Golden gate

HISTORY


Like a phoenix across centuries, San Francisco falls to earthquakes, fires and economic busts and always rises anew, brighter and reinvigorated. The history of San Francisco, California, a beloved seaport of dreams and disaster, is rich with the virtues of vices of generations, making San Francisco's history as vibrant as the characters that have colored its foggy hills and valleys.


SAN FRANCISCO EARLY HISTORY

The first inhabitants of the San Francisco area arrived around 3000 B.C. By the 16th century, when the first Europeans sailed along the california coast (always missing the Golden Gate due to fog), the area was inhabited by the Ohlone-speaking Yelamu tribe. The first westerners to see the bay were members of the 1769 Portola expedition. Seven years later, Juan Bautiza de Anza marched north from San Diego with a settlement party to establish a Spanish presidio and mission. By 1808 Mission San Francisco de Asis was the center of spiritual and material life for more than 1,000 neophytes drawn from local tribes.

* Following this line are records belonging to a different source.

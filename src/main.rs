use anyhow::Context;
use clap::Parser;
use fai_coc_common::OutputMode;
use fai_coc_rust::{cli, config, export, orchestrator, recognizer};
use cli::{Cli, Commands};
use config::{Config, RunParameters};
use indicatif::{ProgressBar, ProgressStyle};
use orchestrator::{CancelToken, Orchestrator, RunEvent};
use recognizer::{command_available, Engines};
use tokio::sync::mpsc;
use tracing_subscriber::{fmt, EnvFilter};

#[tokio::main]
async fn main() -> anyhow::Result<()> {
    let cli = Cli::parse();

    let filter = if cli.verbose {
        EnvFilter::new("debug")
    } else {
        EnvFilter::try_from_default_env().unwrap_or_else(|_| EnvFilter::new("info"))
    };
    fmt().with_env_filter(filter).with_writer(std::io::stderr).init();

    match cli.command {
        Commands::Run { root, no_force_ocr, destructive, output, format, filter } => {
            let config = Config::load().context("設定の読み込みに失敗しました")?;
            println!("📑 fai-coc - 照合・ハイライト\n");

            // 1. 外部ツール確認
            println!("[1/3] 外部ツールを確認中...");
            let mut missing = 0;
            for program in [&config.pdftotext_path, &config.pdftoppm_path, &config.tesseract_path] {
                if !command_available(program) {
                    println!("⚠ {} が見つかりません", program);
                    missing += 1;
                }
            }
            if missing == 0 {
                println!("✔ OK\n");
            } else {
                println!("- 該当する処理は失敗として結果に記録されます\n");
            }

            let mode = if destructive { OutputMode::Destructive } else { OutputMode::Safe };
            let params = RunParameters::new(&root)
                .with_force_recognition(!no_force_ocr)
                .with_output_mode(mode);

            let cancel = CancelToken::new();
            {
                let cancel = cancel.clone();
                tokio::spawn(async move {
                    if tokio::signal::ctrl_c().await.is_ok() {
                        eprintln!("\n中断しています（処理中の書き込みは完了まで待ちます）...");
                        cancel.cancel();
                    }
                });
            }

            // 2. 照合・ハイライト
            println!("[2/3] 照合・ハイライト中... (出力モード: {})", mode);
            let (tx, rx) = mpsc::unbounded_channel();
            let progress = tokio::spawn(show_progress(rx));
            let orchestrator = Orchestrator::new(config.clone(), Engines::system(&config)).with_events(tx);
            let report = orchestrator.run(&params, cancel).await?;
            drop(orchestrator);
            progress.await?;
            println!(
                "✔ {}ファイル / {}行を処理 (同時実行 最大{})\n",
                report.state.completed,
                report.results.len(),
                report.peak_active
            );

            // 3. 結果出力
            println!("[3/3] 結果を出力中...");
            let output = output.unwrap_or_else(|| root.join(&config.output_folder_name));
            for path in export::export_results(&report.results, filter, format, &output)? {
                println!("✔ 結果出力: {}", path.display());
            }

            println!("\n{}", report.results.summary());
            if report.state.cancelled {
                println!("\n⚠ 中断されました（未処理の行は結果に含まれません）");
            } else {
                println!("\n✅ 完了");
            }
        }

        Commands::Scan { root } => {
            let config = Config::load().context("設定の読み込みに失敗しました")?;
            println!("🔍 fai-coc - 照合プレビュー\n");

            let orchestrator = Orchestrator::new(config.clone(), Engines::system(&config));
            let plan = orchestrator.plan(&root)?;

            for pair in &plan.tree.pairs {
                match &pair.certificate {
                    Some(folder) => println!("✔ FAI {} → {}", pair.inspection_number, folder.display()),
                    None => println!("⚠ FAI {} → 証明書フォルダなし", pair.inspection_number),
                }
            }
            println!();
            for sheet in &plan.spreadsheets {
                println!("{}", sheet.path.display());
                for candidate in &sheet.candidates {
                    let target = match (&candidate.document, candidate.rule) {
                        (Some(document), Some(rule)) => format!("{} ({})", document.display(), rule),
                        (Some(document), None) => document.display().to_string(),
                        _ => "Document Not Found".to_string(),
                    };
                    println!(
                        "  行{} {} / {} → {}",
                        candidate.record.row_index,
                        candidate.record.primary_id,
                        candidate.record.alternate_id,
                        target
                    );
                }
            }

            println!(
                "\n✔ FAIフォルダ {}件 (証明書あり {}件) / 行 {}件 (PDF照合 {}件)",
                plan.tree.pairs.len(),
                plan.tree.paired_count(),
                plan.job_count(),
                plan.matched_count()
            );
        }

        Commands::Config { show, init } => {
            // 壊れた設定ファイルでも表示・作り直しはできるようにする
            let config = Config::load_or_default();
            if init {
                config.save()?;
                println!("✔ 設定ファイルを作成しました: {}", Config::config_path()?.display());
            }

            if show || !init {
                println!("設定:");
                println!("  認識エンジン: {} ({})", config.tesseract_path, config.ocr_language);
                println!("  ラスタライズ: {} ({} dpi)", config.pdftoppm_path, config.ocr_dpi);
                println!("  テキスト抽出: {}", config.pdftotext_path);
                println!("  テキストなしとみなす文字数: {}未満", config.min_native_chars);
                println!("  出力フォルダ名: {}", config.output_folder_name);
                println!("  テキストレイヤー埋め込み: {}", if config.embed_text_layer { "有効" } else { "無効" });
                println!("  未検出PDFの書き出し: {}", if config.write_unmatched { "有効" } else { "無効" });
                let rules: Vec<&str> = config.match_rules.iter().map(|r| r.as_str()).collect();
                println!("  照合ルール: {}", rules.join(", "));
            }
        }
    }

    Ok(())
}

/// スプレッドシート単位の進捗バー
async fn show_progress(mut events: mpsc::UnboundedReceiver<RunEvent>) {
    let mut bar: Option<ProgressBar> = None;

    while let Some(event) = events.recv().await {
        match event {
            RunEvent::Started { total_files, total_jobs } => {
                let pb = ProgressBar::new(total_files as u64);
                pb.set_style(
                    ProgressStyle::with_template("{bar:40.cyan/blue} {pos}/{len} {msg}")
                        .unwrap_or_else(|_| ProgressStyle::default_bar()),
                );
                pb.set_message(format!("{}行", total_jobs));
                bar = Some(pb);
            }
            RunEvent::FileCompleted { file, completed, .. } => {
                if let Some(pb) = &bar {
                    pb.set_position(completed as u64);
                    pb.set_message(file);
                }
            }
            RunEvent::JobStateChanged { .. } => {}
            RunEvent::Finished { .. } => {
                if let Some(pb) = bar.take() {
                    pb.finish_and_clear();
                }
            }
        }
    }
}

SAN FRANCISCO: GOLD RUSH AND RAPID GROWTH

On January 24, 1848, the first gold was found at Sutter’s Fort, in the California foothills. Within months, San Francisco (renamed from Yerba Buena in 1847) became the central port and depot of the frenzied Gold Rush. Over the next year, arriving “forty-niners” increased the city’s population from 1.000 to 25.000.


SAN FRANCISCO: EARTHQUAKE AND RECOVERY

On April 18, 1906, the San Andreas Fault slipped more than 10 feet, unleashing a massive earthquake later estimated at 7.8 on the Richter scale. The tremors broke water mains and triggered fires that raged for four days, killing 3,000 people, destroying 25,000 buildings and leaving 250,000 homeless. The city rebuilt quickly with an improved city center and hosted the lavish Panama International Exposition just nine years later.


SAN FRANCISCO: CONTRACULTURE

The new developments in San Francisco's infrastructure came alongside a radical development in San Francisco's culture. San Francisco Chronicle columnist coined the phrase "Beatnik" to describe the wave of poets, thinkers and writers sharing a common disenchantment with American values and the established order that flourished in San Francisco's cafes, fueled by espressos in havens such as North Beach's City Lights.



SAN FRANCISCO TECH BOOM

If 1950s and 1960s San Francisco was the decade of Counterculture, San Francisco in the 1990s rushed in the era of Cyberculture. Seemingly overnight, San Francisco bustled with digital-age miners looking to strike it rich on technology's vast frontier. The city swelled with money, restaurants and bars overflowed with "yuppies" living in swank new lofts and high rent apartments (the byproduct of mass evictions and displacements), while the fat of venture capital fueled spending and digital dreams. The tech bubble burst in 2001, and San Francisco, just as soon as it had filled, drained in months.